Available data.
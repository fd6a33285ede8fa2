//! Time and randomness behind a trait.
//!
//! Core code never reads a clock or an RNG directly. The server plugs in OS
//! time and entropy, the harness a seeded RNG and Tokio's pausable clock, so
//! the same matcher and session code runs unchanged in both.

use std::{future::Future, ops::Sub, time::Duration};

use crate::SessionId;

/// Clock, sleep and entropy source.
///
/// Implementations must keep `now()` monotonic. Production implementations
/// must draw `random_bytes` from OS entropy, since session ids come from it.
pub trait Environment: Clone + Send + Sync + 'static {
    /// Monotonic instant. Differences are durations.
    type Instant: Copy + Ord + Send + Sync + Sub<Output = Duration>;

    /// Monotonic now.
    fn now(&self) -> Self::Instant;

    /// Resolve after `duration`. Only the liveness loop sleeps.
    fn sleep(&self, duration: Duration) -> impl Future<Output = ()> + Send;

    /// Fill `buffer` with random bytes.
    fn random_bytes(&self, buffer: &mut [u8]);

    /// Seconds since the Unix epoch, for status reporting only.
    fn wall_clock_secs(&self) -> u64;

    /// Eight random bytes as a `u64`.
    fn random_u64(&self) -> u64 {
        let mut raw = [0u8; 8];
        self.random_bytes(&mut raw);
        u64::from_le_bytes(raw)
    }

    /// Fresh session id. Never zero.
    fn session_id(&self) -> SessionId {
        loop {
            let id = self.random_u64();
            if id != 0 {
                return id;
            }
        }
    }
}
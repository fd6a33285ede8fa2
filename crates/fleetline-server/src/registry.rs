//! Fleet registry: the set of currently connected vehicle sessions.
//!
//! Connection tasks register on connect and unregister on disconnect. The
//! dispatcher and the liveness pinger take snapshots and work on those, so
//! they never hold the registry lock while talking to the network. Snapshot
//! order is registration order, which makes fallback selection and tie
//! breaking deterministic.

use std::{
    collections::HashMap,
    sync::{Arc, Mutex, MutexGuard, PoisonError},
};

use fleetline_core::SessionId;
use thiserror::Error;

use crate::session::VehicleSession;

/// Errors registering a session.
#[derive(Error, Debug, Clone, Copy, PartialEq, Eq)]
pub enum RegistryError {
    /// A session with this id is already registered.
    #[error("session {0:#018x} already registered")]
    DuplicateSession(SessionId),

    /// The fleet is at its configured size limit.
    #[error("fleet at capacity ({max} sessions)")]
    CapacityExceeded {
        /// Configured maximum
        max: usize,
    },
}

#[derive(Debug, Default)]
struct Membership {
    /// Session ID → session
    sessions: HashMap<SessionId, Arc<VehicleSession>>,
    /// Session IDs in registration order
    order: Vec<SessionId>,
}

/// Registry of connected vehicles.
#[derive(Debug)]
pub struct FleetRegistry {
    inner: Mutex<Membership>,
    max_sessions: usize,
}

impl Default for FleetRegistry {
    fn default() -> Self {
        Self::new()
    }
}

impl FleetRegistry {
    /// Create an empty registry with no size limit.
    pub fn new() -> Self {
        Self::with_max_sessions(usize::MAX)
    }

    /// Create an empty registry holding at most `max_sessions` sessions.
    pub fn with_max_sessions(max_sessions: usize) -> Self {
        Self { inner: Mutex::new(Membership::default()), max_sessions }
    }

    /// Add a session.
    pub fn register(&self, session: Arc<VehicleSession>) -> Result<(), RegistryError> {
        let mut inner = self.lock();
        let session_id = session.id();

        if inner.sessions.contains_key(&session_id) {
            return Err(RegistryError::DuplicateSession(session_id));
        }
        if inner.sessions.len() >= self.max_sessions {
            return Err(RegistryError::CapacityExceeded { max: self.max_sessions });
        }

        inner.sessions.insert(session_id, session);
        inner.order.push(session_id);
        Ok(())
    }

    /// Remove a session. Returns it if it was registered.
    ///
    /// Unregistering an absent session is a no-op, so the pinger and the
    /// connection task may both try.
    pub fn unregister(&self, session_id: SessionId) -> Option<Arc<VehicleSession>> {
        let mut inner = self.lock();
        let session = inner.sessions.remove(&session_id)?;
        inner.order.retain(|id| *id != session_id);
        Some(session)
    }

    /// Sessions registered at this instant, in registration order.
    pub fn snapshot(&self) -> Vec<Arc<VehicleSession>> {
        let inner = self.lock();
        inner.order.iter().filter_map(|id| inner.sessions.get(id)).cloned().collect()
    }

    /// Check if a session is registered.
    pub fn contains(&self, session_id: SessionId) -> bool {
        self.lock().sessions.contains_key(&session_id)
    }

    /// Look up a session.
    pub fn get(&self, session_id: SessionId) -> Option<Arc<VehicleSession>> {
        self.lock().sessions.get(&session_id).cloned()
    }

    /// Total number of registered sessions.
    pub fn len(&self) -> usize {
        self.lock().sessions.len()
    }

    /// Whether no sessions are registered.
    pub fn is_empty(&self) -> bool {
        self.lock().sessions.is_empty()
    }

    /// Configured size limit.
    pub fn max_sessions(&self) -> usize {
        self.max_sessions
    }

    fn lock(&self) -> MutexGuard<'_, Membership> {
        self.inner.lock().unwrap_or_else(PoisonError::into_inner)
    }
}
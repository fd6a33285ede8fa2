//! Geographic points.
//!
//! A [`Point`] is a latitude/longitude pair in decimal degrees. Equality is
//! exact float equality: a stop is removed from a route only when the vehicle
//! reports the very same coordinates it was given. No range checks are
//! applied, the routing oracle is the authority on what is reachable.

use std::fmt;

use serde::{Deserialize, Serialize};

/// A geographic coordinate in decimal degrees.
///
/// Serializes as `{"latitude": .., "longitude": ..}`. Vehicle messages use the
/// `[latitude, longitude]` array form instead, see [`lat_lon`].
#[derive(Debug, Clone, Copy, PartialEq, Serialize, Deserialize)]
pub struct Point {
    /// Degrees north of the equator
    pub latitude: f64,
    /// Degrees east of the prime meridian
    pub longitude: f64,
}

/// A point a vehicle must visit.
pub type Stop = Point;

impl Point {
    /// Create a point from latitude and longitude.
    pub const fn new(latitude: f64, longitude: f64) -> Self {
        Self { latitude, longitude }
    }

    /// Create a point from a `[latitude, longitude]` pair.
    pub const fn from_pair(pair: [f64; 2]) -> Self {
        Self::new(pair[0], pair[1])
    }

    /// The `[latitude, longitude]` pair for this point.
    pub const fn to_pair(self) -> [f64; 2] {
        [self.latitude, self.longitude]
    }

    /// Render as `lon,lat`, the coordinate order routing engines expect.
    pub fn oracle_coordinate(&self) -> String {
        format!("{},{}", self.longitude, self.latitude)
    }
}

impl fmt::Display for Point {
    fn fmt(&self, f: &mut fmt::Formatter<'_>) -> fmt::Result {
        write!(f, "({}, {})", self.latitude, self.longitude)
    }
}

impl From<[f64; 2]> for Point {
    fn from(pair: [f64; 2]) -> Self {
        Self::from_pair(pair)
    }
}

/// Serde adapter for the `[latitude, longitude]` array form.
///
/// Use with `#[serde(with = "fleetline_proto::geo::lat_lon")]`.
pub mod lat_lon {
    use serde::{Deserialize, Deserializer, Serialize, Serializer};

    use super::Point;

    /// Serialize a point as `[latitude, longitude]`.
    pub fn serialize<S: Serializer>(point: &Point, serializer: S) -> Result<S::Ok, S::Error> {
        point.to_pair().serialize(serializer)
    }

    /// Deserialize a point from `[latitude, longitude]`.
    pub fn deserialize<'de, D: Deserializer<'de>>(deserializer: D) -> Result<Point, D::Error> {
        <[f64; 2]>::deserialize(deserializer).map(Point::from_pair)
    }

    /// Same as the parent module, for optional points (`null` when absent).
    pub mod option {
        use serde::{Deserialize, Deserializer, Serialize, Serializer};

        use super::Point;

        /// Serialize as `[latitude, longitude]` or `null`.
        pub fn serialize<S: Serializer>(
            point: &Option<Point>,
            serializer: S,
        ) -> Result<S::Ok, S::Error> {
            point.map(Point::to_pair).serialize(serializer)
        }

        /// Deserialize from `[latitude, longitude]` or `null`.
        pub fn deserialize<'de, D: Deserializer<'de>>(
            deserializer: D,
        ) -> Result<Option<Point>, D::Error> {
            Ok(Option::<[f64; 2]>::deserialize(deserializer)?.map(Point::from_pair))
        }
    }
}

Assigned task. Search the entries above for the string "trait". Copy each line that holds it.

Answer.
//! Time and randomness behind a trait.
pub trait Environment: Clone + Send + Sync + 'static {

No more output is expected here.